At the same time ,we must provide educational opportunities for our youth so they can imagine themselves staying in Hawaii and having hope for a future that includes opportunities for the new jobs that could result and be encouraged by a faith and hope in our society’s ability to create the educational renaissance needed to accomplish this.
I have raised and am raising children who have lived their entire lives in Hawaii. One daughter went to the mainland to acquire a university education. She returned home and luckily found a job on Maui.
I know what the kids are talking about, and it’s the same thing that made young people come out by the millions all over the nation to vote for our native son, President Barack Obama: It’s hope and change.
The challenge will be to keep those hopes alive by increasing opportunities to live and work in Hawaii. This challenge can be met with re-examining present economic models that are not providing positive change. This will require us working together for solutions rather than increasing the chasm of differences being exploited by the politics of identity, race or religion.

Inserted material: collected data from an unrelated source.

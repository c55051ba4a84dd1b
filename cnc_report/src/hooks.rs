//! Extension hook chains.
//!
//! Each entry point (state change, step pulse start, spindle state,
//! settings change, realtime report, report options, unknown system
//! command, unknown feedback message) owns an ordered list of handlers.
//! Handlers run in registration order; a plugin registers one shared object
//! into as many chains as it needs.

use std::fmt;
use std::sync::Arc;

use cnc_common::config::ControllerConfig;
use cnc_common::report_flags::ReportFlags;
use cnc_common::state::{AxesSignals, MachineState, SpindleState};
use cnc_common::status::StatusCode;
use static_assertions::assert_impl_all;
use tracing::debug;

use crate::stream::StreamWriter;

// ─── Handler Traits ─────────────────────────────────────────────────

/// Machine state transitions.
pub trait StateChangeHandler: Send + Sync {
    fn on_state_change(&self, state: MachineState);
}

/// Step pulse start; runs in the step generation context and must be short.
pub trait PulseStartHandler: Send + Sync {
    fn on_pulse_start(&self, step_outbits: AxesSignals);
}

/// Spindle output changes.
pub trait SpindleStateHandler: Send + Sync {
    fn on_spindle_set_state(&self, state: SpindleState, rpm: f32);
}

/// Settings were changed and applied.
pub trait SettingsChangedHandler: Send + Sync {
    fn on_settings_changed(&self, config: &ControllerConfig);
}

/// Appends plugin fields to the status line before its closing `>`.
pub trait RealtimeReportHandler: Send + Sync {
    fn on_realtime_report(&self, out: &mut dyn StreamWriter, flags: ReportFlags);
}

/// Build info extension: `newopt` is true while the `[NEWOPT:` line is
/// open (append `,NAME` entries), false after the fixed lines (append whole
/// lines such as `[PLUGIN:...]`).
pub trait ReportOptionsHandler: Send + Sync {
    fn on_report_options(&self, out: &mut dyn StreamWriter, newopt: bool);
}

/// `$` commands the core does not recognise. Return
/// [`StatusCode::Unhandled`] to pass the command on.
pub trait SysCommandHandler: Send + Sync {
    fn on_unknown_sys_command(
        &self,
        state: MachineState,
        line: &str,
        out: &mut dyn StreamWriter,
    ) -> StatusCode;
}

/// Text for plugin feedback message codes. Return true when handled.
pub trait FeedbackMessageHandler: Send + Sync {
    fn on_unknown_feedback_message(&self, code: u8, out: &mut dyn StreamWriter) -> bool;
}

// ─── Chain ──────────────────────────────────────────────────────────

/// Ordered handler list for one entry point.
pub struct HookChain<H: ?Sized> {
    handlers: Vec<Arc<H>>,
}

impl<H: ?Sized> HookChain<H> {
    pub const fn new() -> Self {
        Self {
            handlers: Vec::new(),
        }
    }

    /// Append `handler`; it runs after every handler registered before it.
    pub fn push(&mut self, handler: Arc<H>) {
        self.handlers.push(handler);
    }

    pub fn iter(&self) -> impl Iterator<Item = &H> {
        self.handlers.iter().map(|h| &**h)
    }

    pub fn len(&self) -> usize {
        self.handlers.len()
    }

    pub fn is_empty(&self) -> bool {
        self.handlers.is_empty()
    }
}

impl<H: ?Sized> Default for HookChain<H> {
    fn default() -> Self {
        Self::new()
    }
}

impl<H: ?Sized> fmt::Debug for HookChain<H> {
    fn fmt(&self, f: &mut fmt::Formatter<'_>) -> fmt::Result {
        f.debug_struct("HookChain")
            .field("handlers", &self.handlers.len())
            .finish()
    }
}

// ─── Hook Registry ──────────────────────────────────────────────────

/// All extension entry points of the controller.
#[derive(Debug, Default)]
pub struct Hooks {
    pub state_change: HookChain<dyn StateChangeHandler>,
    pub pulse_start: HookChain<dyn PulseStartHandler>,
    pub spindle_set_state: HookChain<dyn SpindleStateHandler>,
    pub settings_changed: HookChain<dyn SettingsChangedHandler>,
    pub realtime_report: HookChain<dyn RealtimeReportHandler>,
    pub report_options: HookChain<dyn ReportOptionsHandler>,
    pub sys_command: HookChain<dyn SysCommandHandler>,
    pub feedback_message: HookChain<dyn FeedbackMessageHandler>,
}

assert_impl_all!(Hooks: Send, Sync);

impl Hooks {
    pub fn new() -> Self {
        Self::default()
    }

    pub fn on_state_change(&mut self, handler: Arc<dyn StateChangeHandler>) {
        debug!(position = self.state_change.len(), "state change hook registered");
        self.state_change.push(handler);
    }

    pub fn on_pulse_start(&mut self, handler: Arc<dyn PulseStartHandler>) {
        debug!(position = self.pulse_start.len(), "pulse start hook registered");
        self.pulse_start.push(handler);
    }

    pub fn on_spindle_set_state(&mut self, handler: Arc<dyn SpindleStateHandler>) {
        debug!(position = self.spindle_set_state.len(), "spindle hook registered");
        self.spindle_set_state.push(handler);
    }

    pub fn on_settings_changed(&mut self, handler: Arc<dyn SettingsChangedHandler>) {
        debug!(position = self.settings_changed.len(), "settings hook registered");
        self.settings_changed.push(handler);
    }

    pub fn on_realtime_report(&mut self, handler: Arc<dyn RealtimeReportHandler>) {
        debug!(position = self.realtime_report.len(), "realtime report hook registered");
        self.realtime_report.push(handler);
    }

    pub fn on_report_options(&mut self, handler: Arc<dyn ReportOptionsHandler>) {
        debug!(position = self.report_options.len(), "report options hook registered");
        self.report_options.push(handler);
    }

    pub fn on_unknown_sys_command(&mut self, handler: Arc<dyn SysCommandHandler>) {
        debug!(position = self.sys_command.len(), "system command hook registered");
        self.sys_command.push(handler);
    }

    pub fn on_unknown_feedback_message(&mut self, handler: Arc<dyn FeedbackMessageHandler>) {
        self.feedback_message.push(handler);
    }

    // ─── Dispatch ───────────────────────────────────────────────────

    pub fn state_changed(&self, state: MachineState) {
        for handler in self.state_change.iter() {
            handler.on_state_change(state);
        }
    }

    pub fn pulse_started(&self, step_outbits: AxesSignals) {
        for handler in self.pulse_start.iter() {
            handler.on_pulse_start(step_outbits);
        }
    }

    pub fn spindle_state_set(&self, state: SpindleState, rpm: f32) {
        for handler in self.spindle_set_state.iter() {
            handler.on_spindle_set_state(state, rpm);
        }
    }

    pub fn settings_applied(&self, config: &ControllerConfig) {
        for handler in self.settings_changed.iter() {
            handler.on_settings_changed(config);
        }
    }

    pub fn realtime_report(&self, out: &mut dyn StreamWriter, flags: ReportFlags) {
        for handler in self.realtime_report.iter() {
            handler.on_realtime_report(out, flags);
        }
    }

    pub fn report_options(&self, out: &mut dyn StreamWriter, newopt: bool) {
        for handler in self.report_options.iter() {
            handler.on_report_options(out, newopt);
        }
    }

    /// Offer `line` to each handler until one handles it.
    pub fn unknown_sys_command(
        &self,
        state: MachineState,
        line: &str,
        out: &mut dyn StreamWriter,
    ) -> StatusCode {
        self.sys_command
            .iter()
            .map(|handler| handler.on_unknown_sys_command(state, line, out))
            .find(|status| *status != StatusCode::Unhandled)
            .unwrap_or(StatusCode::Unhandled)
    }

    pub fn unknown_feedback_message(&self, code: u8, out: &mut dyn StreamWriter) -> bool {
        self.feedback_message
            .iter()
            .any(|handler| handler.on_unknown_feedback_message(code, out))
    }
}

We have a state that on the backs of the keiki sought to balance the budget with furloughs. A state that lost $22 million in Medicare money because it didn’t complete the paperwork and applications properly.
Why not? The defenseless such as the young and old are the easiest to take advantage of, right?
Wrong, this is not how you inspire the young to vote, nor how you inspire the community to have faith in your government or solve problems together.
Hawaii needs leaders who inspire our youth, who bring everyone together to find real solutions, using the wisdom of our kupuna and those intrinsic values of aloha.